Thursday 9 August 1660

Left my wife at Mrs. Hunt’s and I to my Lord’s, and from thence with judge Advocate Fowler, Mr. Creed, and Mr. Sheply to the Rhenish Wine-house, and Captain Hayward of the Plymouth, who is now ordered to carry my Lord Winchelsea, Embassador to Constantinople. We were very merry, and judge Advocate did give Captain Hayward his Oath of Allegiance and Supremacy. Thence to my office of Privy Seal, and, having signed some things there, with Mr. Moore and Dean Fuller to the Leg in King Street, and, sending for my wife, we dined there very merry, and after dinner, parted. After dinner with my wife to Mrs. Blackburne to visit her. She being within I left my wife there, and I to the Privy Seal, where I despatch some business, and from thence to Mrs. Blackburne again, who did treat my wife and me with a great deal of civility, and did give us a fine collation of collar of beef, &c.

Thence I, having my head full of drink from having drunk so much Rhenish wine in the morning, and more in the afternoon at Mrs. Blackburne’s, came home and so to bed, not well, and very ill all night.


19 Annotations

First Reading

vincent  •  Link

"Thence I, having my head full of drink from having drunk so much Rhenish wine in the morning, and more in the afternoon at Mrs. Blackburne’s, came home and so to bed, not well, and very ill all night."
Enough said 'tis the life. Who said history does not repeat it self?

chip  •  Link

L&M note that John Hayward was soon afterwards displaced from his command and the Plymouth prevented from setting off until early October. I don't know who said history does not repeat itself. But was it not Marx who said that it does, the first time as tragedy, the second time as folly? Pepys is learning to live the high life. Like most of us, a little sex and he is very merry.

chip  •  Link

First time as tragedy, second time as farse I remembered in bed last night. Still not sure who said it.

Alan Bedford  •  Link

"History repeats itself, first as tragedy, second as farce." - attributed to Karl Marx in the Columbia Book of Quotations. You got it more-or-less correct, Chip.

Alan Bedford  •  Link

A bit more accurately, in the opening phrases of the Eighteenth Brumaire of Louis Bonaparte: "Hegel remarks somewhere that all great, world-historical facts and personages occur, as it were, twice. He has forgotten to add: the first time as tragedy, the second as farce."

That’s from the Columbia World of Quotations. On-line citation: http://www.bartleby.com/66/53/381…

Judy  •  Link

"Thence I, having my head full of drink…" I wonder what was the ‘cure’ for a hangover? Poor Sam!

language hat  •  Link

"the second as farce"
I hope Phil will forgive the continued off-topicness, but I have to share one of my favorite Alex Cockburn quotes on this subject:

"In his 1973 NLR/Penguin edition, David Fernbach claimed that it is doubtful whether Hegel ever said any such thing.
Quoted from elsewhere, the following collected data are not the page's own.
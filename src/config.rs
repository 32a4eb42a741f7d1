/// When to emit ANSI colors for tags.
#[derive(Debug, Clone, Copy, Default, PartialEq, Eq)]
pub enum ColorMode {
    /// Defer to `NO_COLOR`, `CLICOLOR`, `CLICOLOR_FORCE` and terminal detection.
    #[default]
    Auto,
    Always,
    Never,
}

impl ColorMode {
    /// Installs this mode process-wide.
    pub fn apply(self) {
        match self {
            ColorMode::Auto => colored::control::unset_override(),
            ColorMode::Always => colored::control::set_override(true),
            ColorMode::Never => colored::control::set_override(false),
        }
    }
}

impl std::str::FromStr for ColorMode {
    type Err = anyhow::Error;

    fn from_str(s: &str) -> anyhow::Result<Self> {
        match s.to_ascii_lowercase().as_str() {
            "auto" => Ok(ColorMode::Auto),
            "always" => Ok(ColorMode::Always),
            "never" => Ok(ColorMode::Never),
            other => Err(anyhow::anyhow!("Unknown color mode '{}'", other)),
        }
    }
}
use std::sync::Arc;

use ezra_service::{Corpora, EzraService, VectorCorpus};
use ezra_storage::qdrant::QdrantStore;

#[derive(Clone)]
pub struct AppState {
	pub service: Arc<EzraService>,
}
impl AppState {
	pub async fn new(config: ezra_config::Config) -> color_eyre::Result<Self> {
		let qdrant = &config.storage.qdrant;
		let error_store = QdrantStore::new(qdrant, &qdrant.error_collection)?;
		let doc_store = QdrantStore::new(qdrant, &qdrant.doc_collection)?;

		error_store.ensure_collection().await?;
		doc_store.ensure_collection().await?;

		let embedding_cfg = config.providers.embedding.clone();
		let corpora = Corpora {
			error_codes: Arc::new(VectorCorpus::new(error_store, embedding_cfg.clone())),
			documentation: Arc::new(VectorCorpus::new(doc_store, embedding_cfg)),
		};
		let service = EzraService::new(config, corpora);

		Ok(Self { service: Arc::new(service) })
	}

	pub fn with_service(service: EzraService) -> Self {
		Self { service: Arc::new(service) }
	}
}
use crate::{EzraService, ServiceResult, storage_error};
use ezra_domain::error_codes::ErrorCodeEntity;

const DEFAULT_LIST_LIMIT: u32 = 100;
const MAX_LIST_LIMIT: u32 = 500;

#[derive(Clone, Debug, Default, serde::Deserialize)]
pub struct ListRequest {
	pub limit: Option<u32>,
	pub offset: Option<String>,
}

#[derive(Clone, Debug, serde::Serialize, serde::Deserialize)]
pub struct ListResponse {
	pub errors: Vec<ErrorCodeEntity>,
	pub total: u64,
	pub next_offset: Option<String>,
}

#[derive(Clone, Debug, serde::Serialize, serde::Deserialize)]
pub struct StatsResponse {
	pub error_codes: u64,
	pub documentation: u64,
}

impl EzraService {
	pub async fn list_error_codes(&self, req: ListRequest) -> ServiceResult<ListResponse> {
		let limit = match req.limit {
			None | Some(0) => DEFAULT_LIST_LIMIT,
			Some(limit) => limit.min(MAX_LIST_LIMIT),
		};
		let corpus = self.corpora.error_codes.as_ref();
		let total = corpus.count().await.map_err(storage_error)?;
		let page = corpus.scroll(limit, req.offset.as_deref()).await.map_err(storage_error)?;
		let errors = page
			.records
			.into_iter()
			.map(|record| ErrorCodeEntity::from_metadata(record.id, &record.metadata))
			.collect();

		Ok(ListResponse { errors, total, next_offset: page.next_offset })
	}

	pub async fn stats(&self) -> ServiceResult<StatsResponse> {
		let error_codes = self.corpora.error_codes.count().await.map_err(storage_error)?;
		let documentation = self.corpora.documentation.count().await.map_err(storage_error)?;

		Ok(StatsResponse { error_codes, documentation })
	}
}
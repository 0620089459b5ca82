use std::sync::Arc;

use color_eyre::eyre;

use crate::{BoxFuture, CorpusRecord, CorpusStore, EmbeddingProvider, ScrollPage};
use ezra_config::EmbeddingProviderConfig;
use ezra_storage::qdrant::QdrantStore;

/// Production corpus store: embeds documents and queries through the
/// configured provider, then drives Qdrant. One instance per collection.
pub struct VectorCorpus {
	store: QdrantStore,
	embedding_cfg: EmbeddingProviderConfig,
	embedding: Arc<dyn EmbeddingProvider>,
}

impl VectorCorpus {
	pub fn new(store: QdrantStore, embedding_cfg: EmbeddingProviderConfig) -> Self {
		Self::with_embedding(store, embedding_cfg, crate::default_embedding_provider())
	}

	pub fn with_embedding(
		store: QdrantStore,
		embedding_cfg: EmbeddingProviderConfig,
		embedding: Arc<dyn EmbeddingProvider>,
	) -> Self {
		Self { store, embedding_cfg, embedding }
	}

	async fn embed_checked(&self, texts: &[String]) -> color_eyre::Result<Vec<Vec<f32>>> {
		let vectors = self.embedding.embed(&self.embedding_cfg, texts).await?;

		if vectors.len() != texts.len() {
			return Err(eyre::eyre!(
				"Embedding provider returned {} vectors for {} texts.",
				vectors.len(),
				texts.len()
			));
		}
		for vector in &vectors {
			if vector.len() != self.store.vector_dim as usize {
				return Err(eyre::eyre!(
					"Embedding dimension {} does not match configured vector_dim {}.",
					vector.len(),
					self.store.vector_dim
				));
			}
		}

		Ok(vectors)
	}
}

impl CorpusStore for VectorCorpus {
	fn upsert<'a>(&'a self, records: &'a [CorpusRecord]) -> BoxFuture<'a, color_eyre::Result<()>> {
		Box::pin(async move {
			let texts = records.iter().map(|record| record.document.clone()).collect::<Vec<_>>();
			let vectors = self.embed_checked(&texts).await?;

			self.store.upsert(records, vectors).await?;

			Ok(())
		})
	}

	fn fetch<'a>(
		&'a self,
		ids: &'a [String],
	) -> BoxFuture<'a, color_eyre::Result<Vec<CorpusRecord>>> {
		Box::pin(async move { Ok(self.store.fetch(ids).await?) })
	}

	fn find_by_field<'a>(
		&'a self,
		field: &'a str,
		value: &'a str,
		limit: u32,
	) -> BoxFuture<'a, color_eyre::Result<Vec<CorpusRecord>>> {
		Box::pin(async move { Ok(self.store.find_by_field(field, value, limit).await?) })
	}

	fn scroll<'a>(
		&'a self,
		limit: u32,
		offset: Option<&'a str>,
	) -> BoxFuture<'a, color_eyre::Result<ScrollPage>> {
		Box::pin(async move { Ok(self.store.scroll(limit, offset).await?) })
	}

	fn query<'a>(
		&'a self,
		text: &'a str,
		limit: u32,
	) -> BoxFuture<'a, color_eyre::Result<Vec<CorpusRecord>>> {
		Box::pin(async move {
			let vectors = self.embed_checked(&[text.to_string()]).await?;
			let Some(vector) = vectors.into_iter().next() else {
				return Err(eyre::eyre!("Embedding provider returned no vectors."));
			};

			Ok(self.store.nearest(vector, u64::from(limit)).await?)
		})
	}

	fn count<'a>(&'a self) -> BoxFuture<'a, color_eyre::Result<u64>> {
		Box::pin(async move { Ok(self.store.count().await?) })
	}
}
On the other hand, Engels had recently written Marx a letter in which he observed, 'It really seems as if old Hegel in his grave were acting as World Spirit and directing history, ordaining most conscientiously that it should all be unrolled twice over, once as a great tragedy and once as a wretched farce.' Marx obviously thought it was a bit more dignified to cite Hegel than to say 'Fred Engels was saying to me only the other day...'"

Second Reading

Terry Foreman  •  Link

Lords chided for failing to pass bills bearing i.a. on paying the Army, Navy and circuit judges. http://www.british-history.ac.uk/…

Report of the Conference concerning the Desire of H. C. for the Bill of Indemnity, and other Public Bills, to be expedited; and about borrowing 100,000 £. of the City.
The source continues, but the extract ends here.